WHAT YOU ARE ASKED TO DO: Exactly the lines from the start of the data below through the line containing "other non-sink vertex" must be returned, and no others.

INPUT DATA:
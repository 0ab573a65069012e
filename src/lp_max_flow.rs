use log::info;

use crate::{
    lp_solvers::{LpSolver, ModelBuilder, ModelReady, ModelSolved, ObjSense, SolutionTrait},
    max_flow::{check_endpoints, FlowSolution, MaxFlowError},
    network::FlowNetwork,
};

/// Adds one integer variable per edge plus a balance row for every inner vertex.
///
/// The objective is the net flow leaving `source`; with every other non-sink vertex
/// balanced this equals the net flow entering `sink`.
pub fn build_max_flow_model<B: ModelBuilder>(
    model: &mut B,
    network: &FlowNetwork,
    source: usize,
    sink: usize,
) -> Vec<B::Variable> {
    let edge_vars: Vec<_> = network
        .edges()
        .iter()
        .enumerate()
        .map(|(idx, edge)| {
            let obj = (edge.from == source) as i32 - (edge.to == source) as i32;
            model.add_variable(
                &format!("x_{}_{}_{}", idx, edge.from, edge.to),
                true,
                obj as f64,
                0.0,
                edge.capacity as f64,
            )
        })
        .collect();

    for vertex in network.active_vertices() {
        if vertex == source || vertex == sink {
            continue;
        }

        let mut vars = vec![];
        let mut coeffs = vec![];
        for (idx, edge) in network.edges().iter().enumerate() {
            // Self loops cancel out
            if edge.from == edge.to {
                continue;
            }
            if edge.to == vertex {
                vars.push(edge_vars[idx].clone());
                coeffs.push(1.0);
            } else if edge.from == vertex {
                vars.push(edge_vars[idx].clone());
                coeffs.push(-1.0);
            }
        }

        if !vars.is_empty() {
            model.add_constraint(
                &format!("balance_{}", vertex),
                &vars,
                &coeffs,
                Some(0.0),
                Some(0.0),
            );
        }
    }

    edge_vars
}

pub fn solve_max_flow_lp<Solver: LpSolver>(
    network: &FlowNetwork,
    source: usize,
    sink: usize,
    verbose: bool,
) -> Result<FlowSolution, MaxFlowError> {
    check_endpoints(network, source, sink)?;

    if source == sink {
        return Ok(FlowSolution::empty(network));
    }

    let mut model = Solver::create_new_model("max_flow", verbose, ObjSense::Maximize);
    let edge_vars = build_max_flow_model(&mut model, network, source, sink);

    let solved = model.solve();
    if !solved.is_optimal() {
        return Err(MaxFlowError::NotOptimal);
    }

    let Some(solution) = solved.get_solutions(1).into_iter().next() else {
        return Err(MaxFlowError::NotOptimal);
    };

    let edge_flows = solution
        .get_values(&edge_vars)
        .into_iter()
        .map(|x| x.round().max(0.0) as u64)
        .collect();
    let value = solution.get_objective_value().round().max(0.0) as u64;

    info!("LP max flow for nodes {} -> {}: {}", source, sink, value);

    Ok(FlowSolution {
        value,
        edge_flows,
        augmentations: 0,
        min_cut: None,
    })
}
use log::{debug, LevelFilter};
use std::{
    io::{self, Write},
    path::PathBuf,
    process::ExitCode,
    time::Instant,
};
use structopt::StructOpt;

use unit_flow::{
    max_flow::{compute_max_flow_directed, FlowSolution},
    network::FlowNetwork,
    parser::ParsedNetwork,
};

#[derive(StructOpt)]
#[structopt(name = "max_flow", about = "Maximum flow between two vertices of a network")]
struct Args {
    /// DIMACS max-flow file, the built-in diamond graph when missing
    input: Option<PathBuf>,

    /// Source vertex (0 based), overrides the file's 'n <id> s' line
    #[structopt(short, long)]
    source: Option<usize>,

    /// Sink vertex (0 based), overrides the file's 'n <id> t' line
    #[structopt(short = "t", long)]
    sink: Option<usize>,

    /// Solve the integer program instead of augmenting paths
    #[structopt(long)]
    lp: bool,

    /// Print the flow carried by every edge
    #[structopt(long)]
    flows: bool,

    /// Print the edges of a minimum cut
    #[structopt(long)]
    min_cut: bool,

    #[structopt(short, long, parse(from_occurrences))]
    verbose: u8,
}

// Mimalloc allocator
#[global_allocator]
static GLOBAL: mimalloc::MiMalloc = mimalloc::MiMalloc;

struct ConsoleLogger {
    start: Instant,
}

impl log::Log for ConsoleLogger {
    fn enabled(&self, metadata: &log::Metadata) -> bool {
        metadata.level() <= log::max_level()
    }

    // Stdout only carries results
    fn log(&self, record: &log::Record) {
        if self.enabled(record.metadata()) {
            eprintln!(
                "{:.2?} {} - {}",
                self.start.elapsed(),
                record.level(),
                record.args()
            );
        }
    }

    fn flush(&self) {}
}

#[cfg_attr(feature = "verbose", allow(unused_variables))]
fn init_logging(verbose: u8) {
    let console_logger = ConsoleLogger {
        start: Instant::now(),
    };
    let console_logger = Box::leak(Box::new(console_logger));

    if log::set_logger(console_logger).is_err() {
        return;
    }
    log::set_max_level(match () {
        #[cfg(feature = "verbose")]
        () => LevelFilter::Debug,
        #[cfg(not(feature = "verbose"))]
        () => match verbose {
            0 => LevelFilter::Warn,
            1 => LevelFilter::Info,
            _ => LevelFilter::Debug,
        },
    });
    debug!("Debug enabled");
}

#[cfg(feature = "scip")]
fn solve_lp(
    network: &FlowNetwork,
    source: usize,
    sink: usize,
    verbose: bool,
) -> Result<FlowSolution, Box<dyn std::error::Error>> {
    use unit_flow::{lp_max_flow::solve_max_flow_lp, lp_solvers::scip::ScipSolver};
    Ok(solve_max_flow_lp::<ScipSolver>(network, source, sink, verbose)?)
}

#[cfg(not(feature = "scip"))]
fn solve_lp(
    _network: &FlowNetwork,
    _source: usize,
    _sink: usize,
    _verbose: bool,
) -> Result<FlowSolution, Box<dyn std::error::Error>> {
    Err("--lp needs a build with the 'scip' feature".into())
}

fn print_solution(
    mut out: impl Write,
    network: &FlowNetwork,
    solution: &FlowSolution,
    flows: bool,
) -> io::Result<()> {
    writeln!(out, "{}", solution.value)?;
    if flows {
        for (edge, flow) in network.edges().iter().zip(&solution.edge_flows) {
            writeln!(out, "f {} {} {}", edge.from, edge.to, flow)?;
        }
    }
    if let Some(min_cut) = &solution.min_cut {
        for &idx in min_cut {
            let edge = network.edges()[idx];
            writeln!(out, "m {} {}", edge.from, edge.to)?;
        }
    }
    Ok(())
}

fn run(args: Args) -> Result<(), Box<dyn std::error::Error>> {
    let (network, file_source, file_sink) = match &args.input {
        Some(path) => {
            let parsed = ParsedNetwork::from_file(path)?;
            (parsed.network, parsed.source, parsed.sink)
        }
        None => (FlowNetwork::diamond_with_chord(), Some(0), Some(3)),
    };

    log::info!(
        "Network with {} vertices and {} edges",
        network.vertex_count(),
        network.edge_count()
    );

    let source = args
        .source
        .or(file_source)
        .ok_or("no source vertex given")?;
    let sink = args.sink.or(file_sink).ok_or("no sink vertex given")?;

    let solution = if args.lp {
        if args.min_cut {
            log::warn!("Minimum cut is only reported by the augmenting path solver");
        }
        solve_lp(&network, source, sink, args.verbose > 1)?
    } else {
        compute_max_flow_directed(&network, source, sink, args.min_cut, None)?
    };

    print_solution(io::stdout().lock(), &network, &solution, args.flows)?;
    Ok(())
}

fn main() -> ExitCode {
    let args = Args::from_args();
    init_logging(args.verbose);

    match run(args) {
        Ok(()) => ExitCode::SUCCESS,
        Err(err) => {
            eprintln!("error: {}", err);
            ExitCode::FAILURE
        }
    }
}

EXPECTED OUTPUT:
repository 0ab573a65069012e
filename src/lp_max_flow.rs
use log::info;

use crate::{
    lp_solvers::{LpSolver, ModelBuilder, ModelReady, ModelSolved, ObjSense, SolutionTrait},
    max_flow::{check_endpoints, FlowSolution, MaxFlowError},
    network::FlowNetwork,
};

/// Adds one integer variable per edge plus a balance row for every inner vertex.
///
/// The objective is the net flow leaving `source`; with every other non-sink vertex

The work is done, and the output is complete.